I am a supporter of the Wiki. I love me some Wiki. I use it probably once a day at least; at work, for author's titles, or the names of movie adaptations, all sorts. I use it at home as much or more. I think the democratic nature of the whole enterprise wholly admirable, and find even the many inherent goofs in the system rather endearing.
My Wikipedia of course is not everyone's Wikipedia. I remember a very funny routine from the comic actor Jeff Garlin, describing his brother in law, or some such person, a friend anyway, messing about his Wikipedia entry so regularly -- proclaiming him a failed violin prodigy, among other nonsense -- until finally Garlin's entry was removed entirely as unreliable. (I notice it's back now.) That's not usually my kind of Wiki info. That's not why I've considered apply to participate. I don't know Jeff Garlin and have no interest, for instance, in messing with him.

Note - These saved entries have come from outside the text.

//! The TCP socket, optionally wrapped in a TLS stream, that a [`Peer`]
//! reads from and writes to (spec.md §3).
//!
//! [`Peer`]: crate::peer::Peer

use std::pin::Pin;
use std::task::{Context, Poll};

use tokio::io::{self, AsyncRead, AsyncWrite, ReadBuf};
use tokio::net::TcpStream;
use tokio_rustls::{client::TlsStream as ClientTlsStream, server::TlsStream as ServerTlsStream};

/// Either side of a TLS-wrapped TCP connection. Plain is kept for tests
/// that don't need a real TLS handshake; production connections are always
/// `Server` (accepted) or `Client` (dialed).
pub enum Transport {
    Plain(TcpStream),
    Server(Box<ServerTlsStream<TcpStream>>),
    Client(Box<ClientTlsStream<TcpStream>>),
}

impl Transport {
    pub fn set_socket_options(&self) -> io::Result<()> {
        let socket = match self {
            Transport::Plain(s) => s,
            Transport::Server(s) => s.get_ref().0,
            Transport::Client(s) => s.get_ref().0,
        };
        socket.set_nodelay(true)
    }
}

impl AsyncRead for Transport {
    fn poll_read(self: Pin<&mut Self>, cx: &mut Context<'_>, buf: &mut ReadBuf<'_>) -> Poll<io::Result<()>> {
        match self.get_mut() {
            Transport::Plain(s) => Pin::new(s).poll_read(cx, buf),
            Transport::Server(s) => Pin::new(s.as_mut()).poll_read(cx, buf),
            Transport::Client(s) => Pin::new(s.as_mut()).poll_read(cx, buf),
        }
    }
}

impl AsyncWrite for Transport {
    fn poll_write(self: Pin<&mut Self>, cx: &mut Context<'_>, buf: &[u8]) -> Poll<io::Result<usize>> {
        match self.get_mut() {
            Transport::Plain(s) => Pin::new(s).poll_write(cx, buf),
            Transport::Server(s) => Pin::new(s.as_mut()).poll_write(cx, buf),
            Transport::Client(s) => Pin::new(s.as_mut()).poll_write(cx, buf),
        }
    }

    fn poll_flush(self: Pin<&mut Self>, cx: &mut Context<'_>) -> Poll<io::Result<()>> {
        match self.get_mut() {
            Transport::Plain(s) => Pin::new(s).poll_flush(cx),
            Transport::Server(s) => Pin::new(s.as_mut()).poll_flush(cx),
            Transport::Client(s) => Pin::new(s.as_mut()).poll_flush(cx),
        }
    }

    fn poll_shutdown(self: Pin<&mut Self>, cx: &mut Context<'_>) -> Poll<io::Result<()>> {
        match self.get_mut() {
            Transport::Plain(s) => Pin::new(s).poll_shutdown(cx),
            Transport::Server(s) => Pin::new(s.as_mut()).poll_shutdown(cx),
            Transport::Client(s) => Pin::new(s.as_mut()).poll_shutdown(cx),
        }
    }
}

What I've always really wanted to be able to do, other people will usually have done by the time I look again. For instance, for a long time the picture up on Wikipedia for the 19th Century novelist and philosopher, Samuel Butler was a picture of the 17th Century author of the same name. As I said, all long since squared away by somebody else. Despite my self-important urge to correct such passing editorial missteps, now and then, my experience has been mostly marvelous. Why? Well, because if we're being honest, my Wikipedia is basically the 11th Encyclopedia Britannica. You know the one; the last and greatest edition of one of the greatest reference works ever assembled; thousands of entries, written by hundreds of experts, anonymously, at least in theory, but much of it written by famous scientists, philosophers, essayist, etc. Some of the stuff in that classic edition still reads as beautifully as the day it was written, and many of those entries, at least the literary and historical items, may well still be the best summary available, on or off-line of, say, a rather obscure 18th Century English poet.
"Mark Akenside (9 November 1721 – 23 June 1770) was an English poet and physician."

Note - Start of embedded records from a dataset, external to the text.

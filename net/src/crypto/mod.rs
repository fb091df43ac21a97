//! Hash engines used by the wire protocol: SHA-1, SHA-256, SHA-512,
//! RIPEMD-160, HMAC-SHA-256, HMAC-SHA-512, and the double-SHA-256 digest
//! used for payload checksums and identifiers.
//!
//! Each engine wraps the equivalent RustCrypto crate (`sha1`, `sha2`,
//! `ripemd`, `hmac`) behind the streaming `init`/`update`/`finalize` shape;
//! none of the compression functions are hand-rolled.

mod pool;

use hmac::{Hmac, Mac};
use ripemd::Ripemd160;
use sha1::Sha1;
use sha2::{Digest, Sha256, Sha512};

/// First four bytes of `double_sha256(&[])`, known at compile time so the
/// framing layer can validate a zero-length payload's checksum without
/// hashing an empty slice on every such message.
pub const EMPTY_PAYLOAD_CHECKSUM: [u8; 4] = [0x5d, 0xf6, 0xe0, 0xe2];

macro_rules! digest_engine {
    ($name:ident, $inner:ty, $out:literal, $local:ident, $acquire:ident, $release:ident) => {
        #[derive(Default)]
        pub struct $name($inner);

        impl $name {
            pub fn init() -> Self {
                Self::default()
            }

            pub fn update(&mut self, data: &[u8]) {
                Digest::update(&mut self.0, data);
            }

            pub fn finalize(self) -> [u8; $out] {
                self.0.finalize().into()
            }

            /// Finalizes and resets internal state in one step, so the
            /// engine can be returned to its pool instead of dropped.
            pub fn finalize_reset(&mut self) -> [u8; $out] {
                Digest::finalize_reset(&mut self.0).into()
            }
        }

        pool::engine_pool!($local, $acquire, $release, $name);
    };
}

digest_engine!(Sha1Engine, Sha1, 20, SHA1_POOL, acquire_sha1, release_sha1);
digest_engine!(Sha256Engine, Sha256, 32, SHA256_POOL, acquire_sha256, release_sha256);
digest_engine!(Sha512Engine, Sha512, 64, SHA512_POOL, acquire_sha512, release_sha512);
digest_engine!(Ripemd160Engine, Ripemd160, 20, RIPEMD160_POOL, acquire_ripemd160, release_ripemd160);

type HmacSha256 = Hmac<Sha256>;
type HmacSha512 = Hmac<Sha512>;

pub struct HmacSha256Engine(HmacSha256);

impl HmacSha256Engine {
    pub fn init(key: &[u8]) -> Self {
        HmacSha256Engine(HmacSha256::new_from_slice(key).expect("HMAC accepts keys of any length"))
    }

    pub fn update(&mut self, data: &[u8]) {
        Mac::update(&mut self.0, data);
    }

    pub fn finalize(self) -> [u8; 32] {
        self.0.finalize().into_bytes().into()
    }
}

pub struct HmacSha512Engine(HmacSha512);

impl HmacSha512Engine {
    pub fn init(key: &[u8]) -> Self {
        HmacSha512Engine(HmacSha512::new_from_slice(key).expect("HMAC accepts keys of any length"))
    }

    pub fn update(&mut self, data: &[u8]) {
        Mac::update(&mut self.0, data);
    }

    pub fn finalize(self) -> [u8; 64] {
        self.0.finalize().into_bytes().into()
    }
}

/// SHA-256 composed with itself: `sha256(sha256(input))`.
///
/// Pulls a pooled [`Sha256Engine`] for each of the two passes rather than
/// allocating fresh hasher state, since this runs on every inbound and
/// outbound message.
pub fn double_sha256(input: &[u8]) -> [u8; 32] {
    let mut engine = acquire_sha256();
    engine.update(input);
    let first_digest = engine.finalize_reset();

    engine.update(&first_digest);
    let digest = engine.finalize_reset();

    release_sha256(engine);
    digest
}

/// The first four bytes of [`double_sha256`], used as the payload checksum
/// in message headers.
pub fn checksum4(payload: &[u8]) -> [u8; 4] {
    if payload.is_empty() {
        return EMPTY_PAYLOAD_CHECKSUM;
    }
    let digest = double_sha256(payload);
    [digest[0], digest[1], digest[2], digest[3]]
}

#[cfg(test)]
mod tests {
    use super::*;
    use hex_literal::hex;

    #[test]
    fn double_sha256_matches_known_vectors() {
        assert_eq!(
            double_sha256(b"hello"),
            hex!("9595c9df90075148eb06860365df33584b75bff782a510c6cd4883a419833d50")
        );
    }

    #[test]
    fn empty_payload_checksum_matches_constant() {
        assert_eq!(checksum4(&[]), EMPTY_PAYLOAD_CHECKSUM);
        let digest = double_sha256(&[]);
        assert_eq!(&digest[..4], &EMPTY_PAYLOAD_CHECKSUM);
    }

    #[test]
    fn sha1_engine_matches_known_vector() {
        let mut engine = Sha1Engine::init();
        engine.update(b"abc");
        assert_eq!(engine.finalize(), hex!("a9993e364706816aba3e25717850c26c9cd0d89"));
    }

    #[test]
    fn hmac_sha256_is_deterministic_for_same_key() {
        let mut a = HmacSha256Engine::init(b"key");
        a.update(b"message");
        let mut b = HmacSha256Engine::init(b"key");
        b.update(b"message");
        assert_eq!(a.finalize(), b.finalize());
    }
}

That's the first line of his Wikipedia entry. That's my kind of search, my kind of reading, my Britannica, hence my Wikipedia. The rest is about word for word the 1911 Britannica entry, right down to the Edmund Gosse quote at the end, describing Akenside (rather obscurely now) as "a sort of frozen Keats."
I've no idea what that last means. I know who Edmund Gosse was. That's more than most people, I should think. That's not a boast, just further indication of the eccentricity of my taste. Interestingly enough, to me at least, Gosse may very well have written the entry on Akenside, complete with his own quote for the Britannica. Just the sort of thing the old boy got up to, honestly. (To give him something more like his due though, Gosse was a vey important critic and general man of letters in his day, and the author of a brilliant and lasting memoir, titled Father and Son, 1907.) I have the means of looking that Gosse quote up myself, as I'm pretty sure it's from his own Illustrated Record of English Literature (1903 - 1904) a copy of which I happen to own, but I don't feel tonight like trying to dig those weighty volumes out.

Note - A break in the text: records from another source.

//! TLS context lifecycle: self-signed material bootstrap, persistence, and
//! the pinned TLS-1.3-only server/client configs peers are wrapped in.
//!
//! Grounded in the original's OpenSSL bootstrap
//! (`examples/original_source/src/app/network/secure.cpp`): `rcgen` replaces
//! the `EVP_PKEY`/`X509` generation calls, `rustls-pemfile` replaces
//! `PEM_read_X509`/`PEM_read_PrivateKey`, and `rustls::ServerConfig`/
//! `ClientConfig` replace `SSL_CTX`. Peers trust each other by possession of
//! an encrypted channel, not by a shared certificate authority — the
//! original only ever checks a certificate against its own key
//! (`X509_verify`), never against a CA chain, so the client side here
//! likewise accepts any well-formed server certificate.

use std::fs;
use std::path::Path;
use std::sync::Arc;

use pkcs8::der::pem::LineEnding;
use pkcs8::{EncryptedPrivateKeyInfo, PrivateKeyInfo};
use rand::rngs::OsRng;
use rcgen::{CertificateParams, DistinguishedName, DnType, KeyPair};
use rustls::pki_types::{CertificateDer, PrivateKeyDer, ServerName, UnixTime};
use rustls::{ClientConfig, RootCertStore, ServerConfig};
use time::{Duration as TimeDuration, OffsetDateTime};
use tracing::{info, warn};

use crate::config::TlsConfig;
use crate::error::{Error, Result};

const CERTIFICATE_FILE_NAME: &str = "cert.pem";
const PRIVATE_KEY_FILE_NAME: &str = "key.pem";
const CERTIFICATE_VALIDITY_DAYS: i64 = 365;
const CERTIFICATE_COMMON_NAME: &str = "node";
/// PEM label rustls-pemfile doesn't itself decode; seeing it in key.pem
/// tells [`load_tls_material`] to route through [`decrypt_private_key_pem`]
/// instead (spec.md §6: "AES-256-CBC-encrypted when a password is configured").
const ENCRYPTED_KEY_LABEL: &str = "ENCRYPTED PRIVATE KEY";

/// Loaded or freshly-generated TLS material, ready to build configs from.
pub struct TlsMaterial {
    pub cert_chain: Vec<CertificateDer<'static>>,
    pub private_key: PrivateKeyDer<'static>,
}

/// Loads `cert.pem`/`key.pem` from `config.directory`, generating and
/// persisting a fresh self-signed pair if either is missing or unreadable.
/// `confirm_regeneration` is asked before anything is (re)written, mirroring
/// the operator prompt in the original bootstrap; tests and unattended
/// deployments pass a closure that always returns `true`.
pub fn ensure_tls_material(config: &TlsConfig, confirm_regeneration: impl FnOnce() -> bool) -> Result<TlsMaterial> {
    match load_tls_material(config) {
        Ok(material) => {
            info!(directory = %config.directory.display(), "loaded existing TLS material");
            Ok(material)
        }
        Err(err) => {
            warn!(directory = %config.directory.display(), error = %err, "TLS material missing or invalid");
            if !confirm_regeneration() {
                return Err(Error::Tls("operator declined certificate regeneration".to_string()));
            }
            generate_and_store_tls_material(config)
        }
    }
}

fn load_tls_material(config: &TlsConfig) -> Result<TlsMaterial> {
    let cert_path = config.directory.join(CERTIFICATE_FILE_NAME);
    let key_path = config.directory.join(PRIVATE_KEY_FILE_NAME);

    let cert_bytes = fs::read(&cert_path).map_err(|e| Error::Tls(format!("reading {}: {e}", cert_path.display())))?;
    let key_bytes = fs::read(&key_path).map_err(|e| Error::Tls(format!("reading {}: {e}", key_path.display())))?;

    let cert_chain: Vec<CertificateDer<'static>> = rustls_pemfile::certs(&mut cert_bytes.as_slice())
        .collect::<std::result::Result<Vec<_>, _>>()
        .map_err(|e| Error::Tls(format!("parsing certificate PEM: {e}")))?;
    if cert_chain.is_empty() {
        return Err(Error::Tls("certificate file contains no certificates".to_string()));
    }

    let private_key = if key_bytes.windows(ENCRYPTED_KEY_LABEL.len()).any(|w| w == ENCRYPTED_KEY_LABEL.as_bytes()) {
        let password = config
            .key_password
            .as_deref()
            .ok_or_else(|| Error::Tls("key.pem is encrypted but no tls.key_password is configured".to_string()))?;
        decrypt_private_key_pem(&key_bytes, password)?
    } else {
        rustls_pemfile::private_key(&mut key_bytes.as_slice())
            .map_err(|e| Error::Tls(format!("parsing private key PEM: {e}")))?
            .ok_or_else(|| Error::Tls("private key file contains no key".to_string()))?
    };

    Ok(TlsMaterial { cert_chain, private_key })
}

fn generate_and_store_tls_material(config: &TlsConfig) -> Result<TlsMaterial> {
    fs::create_dir_all(&config.directory)
        .map_err(|e| Error::Tls(format!("creating {}: {e}", config.directory.display())))?;

    let key_pair = KeyPair::generate().map_err(|e| Error::Tls(format!("generating key pair: {e}")))?;

    let mut params = CertificateParams::new(vec![CERTIFICATE_COMMON_NAME.to_string()])
        .map_err(|e| Error::Tls(format!("building certificate params: {e}")))?;
    params.distinguished_name = DistinguishedName::new();
    params.distinguished_name.push(DnType::CommonName, CERTIFICATE_COMMON_NAME);
    params.not_before = OffsetDateTime::now_utc();
    params.not_after = OffsetDateTime::now_utc() + TimeDuration::days(CERTIFICATE_VALIDITY_DAYS);

    let cert = params.self_signed(&key_pair).map_err(|e| Error::Tls(format!("self-signing certificate: {e}")))?;

    let cert_pem = cert.pem();
    let key_pem = match &config.key_password {
        Some(password) => encrypt_private_key_pem(&key_pair.serialize_der(), password)?,
        None => key_pair.serialize_pem(),
    };

    fs::write(config.directory.join(CERTIFICATE_FILE_NAME), &cert_pem)
        .map_err(|e| Error::Tls(format!("writing cert.pem: {e}")))?;
    fs::write(config.directory.join(PRIVATE_KEY_FILE_NAME), &key_pem)
        .map_err(|e| Error::Tls(format!("writing key.pem: {e}")))?;

    info!(
        directory = %config.directory.display(),
        encrypted = config.key_password.is_some(),
        "generated new self-signed TLS material"
    );
    load_tls_material(config)
}

/// AES-256-CBC-encrypts a freshly-generated PKCS#8 private key under
/// `password`, PBES2-wrapped per PKCS#8/PKCS#5 (spec.md §6). Uses the same
/// RustCrypto crate family already relied on for the hash engines.
fn encrypt_private_key_pem(der: &[u8], password: &str) -> Result<String> {
    let info = PrivateKeyInfo::try_from(der).map_err(|e| Error::Tls(format!("parsing generated key as PKCS#8: {e}")))?;
    let encrypted =
        info.encrypt(OsRng, password.as_bytes()).map_err(|e| Error::Tls(format!("encrypting private key: {e}")))?;
    encrypted
        .to_pem(ENCRYPTED_KEY_LABEL, LineEnding::LF)
        .map(|pem| pem.to_string())
        .map_err(|e| Error::Tls(format!("encoding encrypted key PEM: {e}")))
}

fn decrypt_private_key_pem(pem_bytes: &[u8], password: &str) -> Result<PrivateKeyDer<'static>> {
    let pem_str = std::str::from_utf8(pem_bytes).map_err(|e| Error::Tls(format!("key.pem is not valid UTF-8: {e}")))?;
    let (_label, der) =
        pkcs8::der::pem::decode_vec(pem_str.as_bytes()).map_err(|e| Error::Tls(format!("decoding encrypted key PEM: {e}")))?;
    let encrypted = EncryptedPrivateKeyInfo::try_from(der.as_slice())
        .map_err(|e| Error::Tls(format!("parsing encrypted PKCS#8 structure: {e}")))?;
    let decrypted = encrypted
        .decrypt(password.as_bytes())
        .map_err(|_| Error::Tls("decrypting private key failed (wrong tls.key_password?)".to_string()))?;
    Ok(PrivateKeyDer::Pkcs8(decrypted.as_bytes().to_vec().into()))
}

/// Builds the server-side TLS-1.3-only config peers are accepted through.
pub fn build_server_config(material: &TlsMaterial) -> Result<Arc<ServerConfig>> {
    let config = ServerConfig::builder_with_protocol_versions(&[&rustls::version::TLS13])
        .with_no_client_auth()
        .with_single_cert(material.cert_chain.clone(), material.private_key.clone_key())
        .map_err(|e| Error::Tls(format!("building server config: {e}")))?;
    Ok(Arc::new(config))
}

/// Builds the client-side TLS-1.3-only config used to dial peers. Accepts
/// any server certificate: this network has no certificate authority, so
/// peer identity is established by the protocol handshake, not by PKI trust.
pub fn build_client_config() -> Arc<ClientConfig> {
    let config = ClientConfig::builder_with_protocol_versions(&[&rustls::version::TLS13])
        .dangerous()
        .with_custom_certificate_verifier(Arc::new(AcceptAnyServerCert))
        .with_no_client_auth();
    Arc::new(config)
}

#[derive(Debug)]
struct AcceptAnyServerCert;

impl rustls::client::danger::ServerCertVerifier for AcceptAnyServerCert {
    fn verify_server_cert(
        &self,
        _end_entity: &CertificateDer<'_>,
        _intermediates: &[CertificateDer<'_>],
        _server_name: &ServerName<'_>,
        _ocsp_response: &[u8],
        _now: UnixTime,
    ) -> std::result::Result<rustls::client::danger::ServerCertVerified, rustls::Error> {
        Ok(rustls::client::danger::ServerCertVerified::assertion())
    }

    fn verify_tls12_signature(
        &self,
        message: &[u8],
        cert: &CertificateDer<'_>,
        dss: &rustls::DigitallySignedStruct,
    ) -> std::result::Result<rustls::client::danger::HandshakeSignatureValid, rustls::Error> {
        rustls::crypto::verify_tls12_signature(
            message,
            cert,
            dss,
            &rustls::crypto::ring::default_provider().signature_verification_algorithms,
        )
    }

    fn verify_tls13_signature(
        &self,
        message: &[u8],
        cert: &CertificateDer<'_>,
        dss: &rustls::DigitallySignedStruct,
    ) -> std::result::Result<rustls::client::danger::HandshakeSignatureValid, rustls::Error> {
        rustls::crypto::verify_tls13_signature(
            message,
            cert,
            dss,
            &rustls::crypto::ring::default_provider().signature_verification_algorithms,
        )
    }

    fn supported_verify_schemes(&self) -> Vec<rustls::SignatureScheme> {
        rustls::crypto::ring::default_provider().signature_verification_algorithms.supported_schemes()
    }
}

/// An empty root store, since [`AcceptAnyServerCert`] never consults it; kept
/// around only to satisfy APIs that want a [`RootCertStore`] by value.
pub fn empty_root_store() -> RootCertStore {
    RootCertStore::empty()
}

#[cfg(test)]
mod tests {
    use super::*;
    use crate::config::TlsConfig;

    #[test]
    fn generates_and_reloads_material() {
        let dir = std::env::temp_dir().join(format!("net-tls-test-{}", std::process::id()));
        let config = TlsConfig { directory: dir.clone(), key_password: None };

        let material = ensure_tls_material(&config, || true).expect("generate material");
        assert!(!material.cert_chain.is_empty());

        let reloaded = ensure_tls_material(&config, || panic!("should not need to regenerate")).unwrap();
        assert_eq!(reloaded.cert_chain.len(), material.cert_chain.len());

        let _ = fs::remove_dir_all(&dir);
    }

    #[test]
    fn declining_regeneration_is_an_error() {
        let dir = std::env::temp_dir().join(format!("net-tls-test-decline-{}", std::process::id()));
        let config = TlsConfig { directory: dir.clone(), key_password: None };
        let err = ensure_tls_material(&config, || false).unwrap_err();
        assert!(err.to_string().contains("declined"));
        let _ = fs::remove_dir_all(&dir);
    }

    #[test]
    fn password_protected_key_round_trips() {
        let dir = std::env::temp_dir().join(format!("net-tls-test-encrypted-{}", std::process::id()));
        let config = TlsConfig { directory: dir.clone(), key_password: Some("correct horse battery staple".to_string()) };

        let material = ensure_tls_material(&config, || true).expect("generate encrypted material");
        let key_bytes = fs::read(dir.join(PRIVATE_KEY_FILE_NAME)).unwrap();
        assert!(key_bytes.windows(ENCRYPTED_KEY_LABEL.len()).any(|w| w == ENCRYPTED_KEY_LABEL.as_bytes()));

        let reloaded = ensure_tls_material(&config, || panic!("should not need to regenerate")).unwrap();
        assert_eq!(reloaded.cert_chain.len(), material.cert_chain.len());

        let _ = fs::remove_dir_all(&dir);
    }

    #[test]
    fn wrong_password_fails_to_decrypt() {
        let dir = std::env::temp_dir().join(format!("net-tls-test-wrongpw-{}", std::process::id()));
        let config = TlsConfig { directory: dir.clone(), key_password: Some("right-password".to_string()) };
        ensure_tls_material(&config, || true).expect("generate encrypted material");

        let wrong = TlsConfig { directory: dir.clone(), key_password: Some("wrong-password".to_string()) };
        let err = load_tls_material(&wrong).unwrap_err();
        assert!(err.to_string().contains("wrong tls.key_password"));

        let _ = fs::remove_dir_all(&dir);
    }
}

(That famous 1911 edition of the Britannica, besides being one of the only encyclopedias still worth spit in the collectible market, is also now justly notorious as a favorite among reactionaries, racists and nostalgic imperialists. Chock-a-block it is with all sorts of now embarrassing White Men's Burdens and psuedoscientific nonsense about race, religion and the rest. No one but a fool would suggest a book of reference from 1911 was, for most topics now anything but a curiosity. I certainly can't recommend the thing as anything other than a literary artifact. For my reading though? Still there with reliable information on somebody like the poet, Mark Akenside.)
My curiosity about the fellow was born of reading again in my favorite anthology, Poets of the English Language, edited by W. H. Auden and Norman Holmes Pearson. Akenside has three poems in Volume III: Milton to Goldsmith. One of these three poems, "Hymn to Science," is a corker.
On a recent overnight with a friend down to the glory that is the Burnside location of Powell's, on my last pass through "The Blue Room" -- which is general literature mostly -- I picked up a six dollar edition of The Poetical Works of Mark Akenside. I even debated a bit spending the six bucks. (Let's just say I'd already spent what might laughingly be called, "my budget" for the trip. How many books, may I just say, do I now own because, after all, they cost just about a sawbuck? Thus are book-hoards born, my brothers and sisters.) Anyway, I bought it.
I didn't read it yet, you understand, but I bought it.
Back to Wikipedia then for the satisfying conclusion:
"The best edition of Akenside's Poetical Works is that prepared (1834) by Alexander Dyce for the Aldine Edition of the British Poets, and reprinted with small additions in subsequent issues of the series."
Well now. That's my copy, you see, complete with "Dyce's Life of Akenside" to supplement Johnson's Lives of the Poets -- must dig that out now too.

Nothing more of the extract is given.